If I didn't miss anything important, this change takes away the ability to
alter fill_buf's parameters using -b option which to me felt the most 
useful way to use that parameter. The current code of course was lacks 
many safeguards for that case but still felt an useful feature.

I suggest that while parsing -b parameter, check if it starts with 
"fill_buf", and if it does, parse the argument into fill_buf_param in 
user_params which will override the default fill_buf parameters.

While parsing, adding new sanity checks wouldn't be a bad idea.

It might be some parameters might be better to be overridden always by the 
tests, e.g. "once" but specifying "operation" (W instead or R) or 
"buf_size" seems okay use cases to me.
Ilpo Järvinen Aug. 30, 2024, 11:25 a.m. UTC | #3
On Thu, 29 Aug 2024, Reinette Chatre wrote:

> By default the MBM and MBA tests use the "fill_buf" benchmark to
> read from a buffer with the goal to measure the memory bandwidth
> generated by this buffer access.
> 
> Care should be taken when sizing the buffer used by the "fill_buf"
> benchmark. If the buffer is small enough to fit in the cache then
> it cannot be expected that the benchmark will generate much memory
> bandwidth. For example, on a system with 320MB L3 cache the existing
> hardcoded default of 250MB is insufficient.
> 
> Use the measured cache size to determine a buffer size that can be
> expected to trigger memory access while keeping the existing default
> as minimum that has been appropriate for testing so far.
> 
> Signed-off-by: Reinette Chatre <reinette.chatre@intel.com>
> ---
>  tools/testing/selftests/resctrl/mba_test.c | 8 +++++++-
>  tools/testing/selftests/resctrl/mbm_test.c | 8 +++++++-
>  2 files changed, 14 insertions(+), 2 deletions(-)
> 
> diff --git a/tools/testing/selftests/resctrl/mba_test.c b/tools/testing/selftests/resctrl/mba_test.c
> index 8ad433495f61..cad473b81a64 100644
> --- a/tools/testing/selftests/resctrl/mba_test.c
> +++ b/tools/testing/selftests/resctrl/mba_test.c
> @@ -170,11 +170,17 @@ static int mba_run_test(const struct resctrl_test *test, const struct user_param
>  		.setup		= mba_setup,
>  		.measure	= mba_measure,
>  	};
> +	unsigned long cache_total_size = 0;
>  	int ret;
>  
>  	remove(RESULT_FILE_NAME);
>  
> -	param.fill_buf.buf_size = DEFAULT_SPAN;
> +	ret = get_cache_size(uparams->cpu, "L3", &cache_total_size);
> +	if (ret)
> +		return ret;
> +
> +	param.fill_buf.buf_size = cache_total_size > DEFAULT_SPAN ?
> +				  cache_total_size * 2 : DEFAULT_SPAN;

Should the check leave a bit of safeguard so that the buf_size is at 
least 2x (or x1.25 or some other factor)?

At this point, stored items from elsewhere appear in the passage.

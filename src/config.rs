/// config.rs — Centralised configuration loaded from .env
///
/// All parameters consumed by the alpha engine are defined here.
/// Loading happens once at startup; every module borrows &AppConfig.
use anyhow::Result;
use std::env;

use crate::backtest::BacktestConfig;
use crate::composer::ComposerConfig;

/// Cost model defaults (taker-style fills on a crypto perpetual venue)
pub const DEFAULT_COMMISSION_RATE: f64 = 0.001;
pub const DEFAULT_SLIPPAGE_BPS: f64 = 2.0;

#[derive(Debug, Clone)]
pub struct AppConfig {
    // ── Trading universe ─────────────────────────────────────────────
    pub trading_pairs: Vec<String>,

    // ── Candle aggregation ───────────────────────────────────────────
    /// Candle interval in seconds
    pub candle_interval_secs: u64,
    /// Human-readable timeframe tag carried on emitted signal types ("1m")
    pub timeframe: String,

    // ── Analyzer windows ─────────────────────────────────────────────
    /// Alpha engine tick window (momentum / mean-reversion z)
    pub tick_window: usize,
    /// Alpha engine candle window (Bollinger / RSI / volume ratio)
    pub candle_window: usize,
    /// VPIN volume per bucket V₀
    pub vpin_bucket_size: f64,
    /// Number of buckets in the rolling VPIN window
    pub vpin_window: usize,
    /// (ΔP, signed volume) pairs retained for the price-impact regression
    pub impact_window: usize,
    /// Order-flow engine window (ticks)
    pub flow_window: usize,
    /// Regime detector price/return window (ticks)
    pub regime_window: usize,
    /// Maximum R/S lag for the Hurst estimate
    pub regime_max_lag: usize,
    /// Realized-volatility return window
    pub vol_window: usize,
    /// VWAP mode: 0 = session-cumulative, N > 0 = rolling over last N ticks
    pub vwap_window: usize,
    /// VWAP band width in volume-weighted standard deviations
    pub vwap_band_mult: f64,

    // ── Feed endpoints ───────────────────────────────────────────────
    pub rest_url: String,
    /// Collector poll cadence in seconds
    pub poll_secs: u64,

    // ── Backtest parameters ──────────────────────────────────────────
    pub backtest_symbol: String,
    pub kline_interval: String,
    pub backtest_limit: u64,
    pub initial_capital: f64,
    pub commission_rate: f64,
    pub slippage_bps: f64,
    /// Fraction of cash deployed per entry, ∈ (0, 1]
    pub max_position_size: f64,
    pub enable_short_selling: bool,
    pub enable_margin_trading: bool,
    pub margin_requirement: f64,

    // ── Time-series sink ─────────────────────────────────────────────
    /// None when any of the four sink variables is absent; emission is
    /// disabled in that case.
    pub sink: Option<SinkSettings>,
}

/// Connection settings for the line-protocol sink.
#[derive(Debug, Clone)]
pub struct SinkSettings {
    pub url: String,
    pub org: String,
    pub bucket: String,
    pub token: String,
}

impl SinkSettings {
    /// Read SINK_URL / SINK_ORG / SINK_BUCKET / SINK_TOKEN.
    /// All four must be present for emission to be enabled.
    pub fn from_env() -> Option<Self> {
        let url = env::var("SINK_URL").ok()?;
        let org = env::var("SINK_ORG").ok()?;
        let bucket = env::var("SINK_BUCKET").ok()?;
        let token = env::var("SINK_TOKEN").ok()?;
        Some(Self { url, org, bucket, token })
    }
}

impl AppConfig {
    /// Load configuration from environment variables (after dotenv).
    pub fn from_env() -> Result<Self> {
        dotenv::dotenv().ok(); // ignore missing .env

        let trading_pairs: Vec<String> = env::var("TRADING_PAIRS")
            .unwrap_or_else(|_| "BTCUSDT".into())
            .split(',')
            .map(|s| s.trim().to_owned())
            .filter(|s| !s.is_empty())
            .collect();

        let rest_url = env::var("BINANCE_FUTURES_REST_URL")
            .unwrap_or_else(|_| "https://fapi.binance.com".into());

        Ok(Self {
            trading_pairs,

            candle_interval_secs: parse_env("CANDLE_INTERVAL_SECS", 60u64)?,
            timeframe: env::var("SIGNAL_TIMEFRAME").unwrap_or_else(|_| "1m".into()),

            tick_window: parse_env("TICK_WINDOW", 50usize)?,
            candle_window: parse_env("CANDLE_WINDOW", 20usize)?,
            vpin_bucket_size: parse_env("VPIN_BUCKET_SIZE", 100.0)?,
            vpin_window: parse_env("VPIN_WINDOW", 50usize)?,
            impact_window: parse_env("IMPACT_WINDOW", 100usize)?,
            flow_window: parse_env("FLOW_WINDOW", 100usize)?,
            regime_window: parse_env("REGIME_WINDOW", 200usize)?,
            regime_max_lag: parse_env("REGIME_MAX_LAG", 20usize)?,
            vol_window: parse_env("VOL_WINDOW", 50usize)?,
            vwap_window: parse_env("VWAP_WINDOW", 0usize)?,
            vwap_band_mult: parse_env("VWAP_BAND_MULT", 2.0)?,

            rest_url,
            poll_secs: parse_env("POLL_SECS", 2u64)?,

            backtest_symbol: env::var("BACKTEST_SYMBOL").unwrap_or_else(|_| "BTCUSDT".into()),
            kline_interval: env::var("KLINE_INTERVAL").unwrap_or_else(|_| "1m".into()),
            backtest_limit: parse_env("BACKTEST_LIMIT", 1000u64)?,
            initial_capital: parse_env("INITIAL_CAPITAL", 10_000.0)?,
            commission_rate: parse_env("COMMISSION_RATE", DEFAULT_COMMISSION_RATE)?,
            slippage_bps: parse_env("SLIPPAGE_BPS", DEFAULT_SLIPPAGE_BPS)?,
            max_position_size: parse_env("MAX_POSITION_SIZE", 0.5)?,
            enable_short_selling: parse_env("ENABLE_SHORT_SELLING", false)?,
            enable_margin_trading: parse_env("ENABLE_MARGIN_TRADING", false)?,
            margin_requirement: parse_env("MARGIN_REQUIREMENT", 1.0)?,

            sink: SinkSettings::from_env(),
        })
    }

    /// Per-symbol pipeline parameters derived from this config.
    pub fn composer(&self) -> ComposerConfig {
        ComposerConfig {
            tick_window: self.tick_window,
            candle_window: self.candle_window,
            candle_interval_secs: self.candle_interval_secs,
            vpin_bucket_size: self.vpin_bucket_size,
            vpin_window: self.vpin_window,
            impact_window: self.impact_window,
            flow_window: self.flow_window,
            regime_window: self.regime_window,
            regime_max_lag: self.regime_max_lag,
            vol_window: self.vol_window,
            vwap_window: self.vwap_window,
            vwap_band_mult: self.vwap_band_mult,
        }
    }

    /// Backtest simulator parameters derived from this config.
    pub fn backtest(&self) -> BacktestConfig {
        BacktestConfig {
            initial_capital: self.initial_capital,
            commission_rate: self.commission_rate,
            slippage_bps: self.slippage_bps,
            max_position_size: self.max_position_size,
            enable_short_selling: self.enable_short_selling,
            enable_margin_trading: self.enable_margin_trading,
            margin_requirement: self.margin_requirement,
            periods_per_year: bars_per_year(&self.kline_interval),
        }
    }
}

/// Annualisation factor for the report, keyed by bar interval.
fn bars_per_year(interval: &str) -> f64 {
    match interval {
        "1m" => 525_600.0,
        "3m" => 175_200.0,
        "5m" => 105_120.0,
        "15m" => 35_040.0,
        "30m" => 17_520.0,
        "1h" => 8_760.0,
        "4h" => 2_190.0,
        "1d" => 365.0,
        _ => 525_600.0,
    }
}

fn parse_env<T>(key: &str, default: T) -> Result<T>
where
    T: std::str::FromStr + Copy,
    T::Err: std::fmt::Display,
{
    match env::var(key) {
        Ok(v) => v
            .parse::<T>()
            .map_err(|e| anyhow::anyhow!("Config key {key}: {e}")),
        Err(_) => Ok(default),
    }
}
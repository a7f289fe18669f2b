/// analytics/indicators.rs — Stateless indicator math over price sequences.
///
/// ─────────────────────────────────────────────────────────────────────────
/// MATHEMATICAL SPECIFICATION
/// ─────────────────────────────────────────────────────────────────────────
///
/// BOLLINGER BANDS
///   middle = SMA(close, period)
///   upper  = middle + mult·σ      lower = middle − mult·σ
///   σ = sample standard deviation (divide by n−1)
///
///   %B        = (price − lower) / (upper − lower)
///   bandwidth = (upper − lower) / middle
///   squeeze when bandwidth < 0.05
///
/// RSI (Wilder-style, summed over the window)
///   RS  = Σ gains / Σ losses over the last `period` close-to-close moves
///   RSI = 100 − 100/(1 + RS)
///   Insufficient data → 50 (neutral); zero losses → 100.
///
/// ROLL EFFECTIVE SPREAD
///   Roll (1984): s = 2·√(−cov(ΔP_t, ΔP_{t−1}))
///   cov here is the uncentered serial moment mean(ΔP_t·ΔP_{t−1});
///   non-negative covariance (no bid-ask bounce) → 0.
///
/// Every function returns a defined neutral value rather than erroring when
/// the input is too short or a denominator degenerates.
/// ─────────────────────────────────────────────────────────────────────────

/// Bandwidth below this is a volatility squeeze.
pub const SQUEEZE_BANDWIDTH: f64 = 0.05;

/// Arithmetic mean; 0 for an empty slice.
pub fn sma(values: &[f64]) -> f64 {
    if values.is_empty() {
        return 0.0;
    }
    values.iter().sum::<f64>() / values.len() as f64
}

/// Sample standard deviation (n−1 divisor); 0 with fewer than 2 samples.
pub fn std_dev(values: &[f64]) -> f64 {
    if values.len() < 2 {
        return 0.0;
    }
    let m = sma(values);
    let var = values.iter().map(|x| (x - m).powi(2)).sum::<f64>() / (values.len() - 1) as f64;
    var.sqrt()
}

#[derive(Debug, Clone, Copy, Default, PartialEq)]
pub struct BollingerBands {
    pub middle: f64,
    pub upper: f64,
    pub lower: f64,
}

/// Bollinger bands over the last `period` closes; all-zero with fewer.
pub fn bollinger(closes: &[f64], period: usize, mult: f64) -> BollingerBands {
    if closes.len() < period || period == 0 {
        return BollingerBands::default();
    }
    let window = &closes[closes.len() - period..];
    let middle = sma(window);
    let sd = std_dev(window);
    BollingerBands { middle, upper: middle + mult * sd, lower: middle - mult * sd }
}

/// %B — where price sits inside the bands. 0.5 when the bands collapse.
pub fn percent_b(price: f64, upper: f64, lower: f64) -> f64 {
    let width = upper - lower;
    if width.abs() < 1e-12 {
        return 0.5;
    }
    (price - lower) / width
}

/// Band width relative to the middle band; 0 when the middle is 0.
pub fn bandwidth(upper: f64, middle: f64, lower: f64) -> f64 {
    if middle.abs() < 1e-12 {
        return 0.0;
    }
    (upper - lower) / middle
}

pub fn is_squeeze(bandwidth: f64) -> bool {
    bandwidth < SQUEEZE_BANDWIDTH
}

/// RSI over the last `period` successive closes.
pub fn rsi(closes: &[f64], period: usize) -> f64 {
    if period == 0 || closes.len() < period + 1 {
        return 50.0;
    }
    let window = &closes[closes.len() - (period + 1)..];
    let mut gains = 0.0;
    let mut losses = 0.0;
    for pair in window.windows(2) {
        let d = pair[1] - pair[0];
        if d > 0.0 {
            gains += d;
        } else {
            losses += -d;
        }
    }
    if losses < 1e-12 {
        return 100.0;
    }
    let rs = gains / losses;
    100.0 - 100.0 / (1.0 + rs)
}

/// Up-volume over down-volume, partitioned by close direction; 1 when no
/// down-volume was seen.
pub fn volume_ratio(closes: &[f64], volumes: &[f64]) -> f64 {
    let n = closes.len().min(volumes.len());
    if n < 2 {
        return 1.0;
    }
    let mut up = 0.0;
    let mut down = 0.0;
    for i in 1..n {
        if closes[i] > closes[i - 1] {
            up += volumes[i];
        } else if closes[i] < closes[i - 1] {
            down += volumes[i];
        }
    }
    if down < 1e-12 {
        return 1.0;
    }
    up / down
}

/// Exponential moving average, α = 2/(period+1), seeded with the first
/// sample; 0 for an empty slice.
pub fn ema(values: &[f64], period: usize) -> f64 {
    let Some(&first) = values.first() else {
        return 0.0;
    };
    let alpha = 2.0 / (period as f64 + 1.0);
    let mut acc = first;
    for &v in &values[1..] {
        acc = alpha * v + (1.0 - alpha) * acc;
    }
    acc
}

#[derive(Debug, Clone, Copy, Default, PartialEq)]
pub struct Macd {
    pub macd: f64,
    pub signal: f64,
    pub histogram: f64,
}

/// MACD line with the published 0.9-factor signal approximation (NOT the
/// standard 9-period EMA of the MACD line).
pub fn macd(closes: &[f64], fast: usize, slow: usize) -> Macd {
    let line = ema(closes, fast) - ema(closes, slow);
    let signal = 0.9 * line;
    Macd { macd: line, signal, histogram: line - signal }
}

/// Average true range over the last `period` true ranges; 0 with fewer.
pub fn atr(highs: &[f64], lows: &[f64], closes: &[f64], period: usize) -> f64 {
    let n = highs.len().min(lows.len()).min(closes.len());
    if period == 0 || n < period + 1 {
        return 0.0;
    }
    let mut trs = Vec::with_capacity(n - 1);
    for i in 1..n {
        let hl = highs[i] - lows[i];
        let hc = (highs[i] - closes[i - 1]).abs();
        let lc = (lows[i] - closes[i - 1]).abs();
        trs.push(hl.max(hc).max(lc));
    }
    sma(&trs[trs.len() - period..])
}

#[derive(Debug, Clone, Copy, PartialEq)]
pub struct Stochastic {
    pub k: f64,
    pub d: f64,
}

/// Stochastic oscillator with the published 0.9-factor %D approximation
/// (NOT the standard 3-period SMA of %K). Degenerate range → %K = 50.
pub fn stochastic(highs: &[f64], lows: &[f64], closes: &[f64], period: usize) -> Stochastic {
    let n = highs.len().min(lows.len()).min(closes.len());
    if period == 0 || n < period {
        return Stochastic { k: 50.0, d: 45.0 };
    }
    let hi = highs[n - period..].iter().cloned().fold(f64::MIN, f64::max);
    let lo = lows[n - period..].iter().cloned().fold(f64::MAX, f64::min);
    let k = if (hi - lo).abs() < 1e-12 {
        50.0
    } else {
        100.0 * (closes[n - 1] - lo) / (hi - lo)
    };
    Stochastic { k, d: 0.9 * k }
}

/// Roll effective spread from serial covariance of price changes.
pub fn roll_spread(price_changes: &[f64]) -> f64 {
    if price_changes.len() < 2 {
        return 0.0;
    }
    let products: f64 = price_changes
        .windows(2)
        .map(|pair| pair[0] * pair[1])
        .sum();
    let cov = products / (price_changes.len() - 1) as f64;
    if cov < 0.0 {
        2.0 * (-cov).sqrt()
    } else {
        0.0
    }
}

In here buf_size immediate jumps from 1x -> 2x when cache_total_size goes 
from DEFAULT_SPAN to DEFAULT_SPAN+1 (obviously L3 size won't be odd like 
that but I think you get my point).

Also, user might want to override this as mentioned in my reply to the 
previous patch.
Reinette Chatre Aug. 30, 2024, 4 p.m. UTC | #4
Hi Ilpo,

On 8/30/24 4:25 AM, Ilpo Järvinen wrote:
> On Thu, 29 Aug 2024, Reinette Chatre wrote:
> 
>> By default the MBM and MBA tests use the "fill_buf" benchmark to
>> read from a buffer with the goal to measure the memory bandwidth
>> generated by this buffer access.
>>
>> Care should be taken when sizing the buffer used by the "fill_buf"
>> benchmark. If the buffer is small enough to fit in the cache then
>> it cannot be expected that the benchmark will generate much memory
>> bandwidth. For example, on a system with 320MB L3 cache the existing
>> hardcoded default of 250MB is insufficient.
>>
>> Use the measured cache size to determine a buffer size that can be
>> expected to trigger memory access while keeping the existing default
>> as minimum that has been appropriate for testing so far.
>>
>> Signed-off-by: Reinette Chatre <reinette.chatre@intel.com>
>> ---
>>   tools/testing/selftests/resctrl/mba_test.c | 8 +++++++-
>>   tools/testing/selftests/resctrl/mbm_test.c | 8 +++++++-
>>   2 files changed, 14 insertions(+), 2 deletions(-)
>>
>> diff --git a/tools/testing/selftests/resctrl/mba_test.c b/tools/testing/selftests/resctrl/mba_test.c
>> index 8ad433495f61..cad473b81a64 100644
>> --- a/tools/testing/selftests/resctrl/mba_test.c
>> +++ b/tools/testing/selftests/resctrl/mba_test.c
>> @@ -170,11 +170,17 @@ static int mba_run_test(const struct resctrl_test *test, const struct user_param
>>   		.setup		= mba_setup,
>>   		.measure	= mba_measure,
>>   	};
>> +	unsigned long cache_total_size = 0;
>>   	int ret;
>>   
>>   	remove(RESULT_FILE_NAME);
>>   
>> -	param.fill_buf.buf_size = DEFAULT_SPAN;
>> +	ret = get_cache_size(uparams->cpu, "L3", &cache_total_size);
>> +	if (ret)
>> +		return ret;
>> +
>> +	param.fill_buf.buf_size = cache_total_size > DEFAULT_SPAN ?
>> +				  cache_total_size * 2 : DEFAULT_SPAN;
> 
> Should the check leave a bit of safeguard so that the buf_size is at
> least 2x (or x1.25 or some other factor)?
> 
> In here buf_size immediate jumps from 1x -> 2x when cache_total_size goes
> from DEFAULT_SPAN to DEFAULT_SPAN+1 (obviously L3 size won't be odd like
> that but I think you get my point).

Good catch. Will fix.

> 
> Also, user might want to override this as mentioned in my reply to the
> previous patch.
> 

ack.

Reinette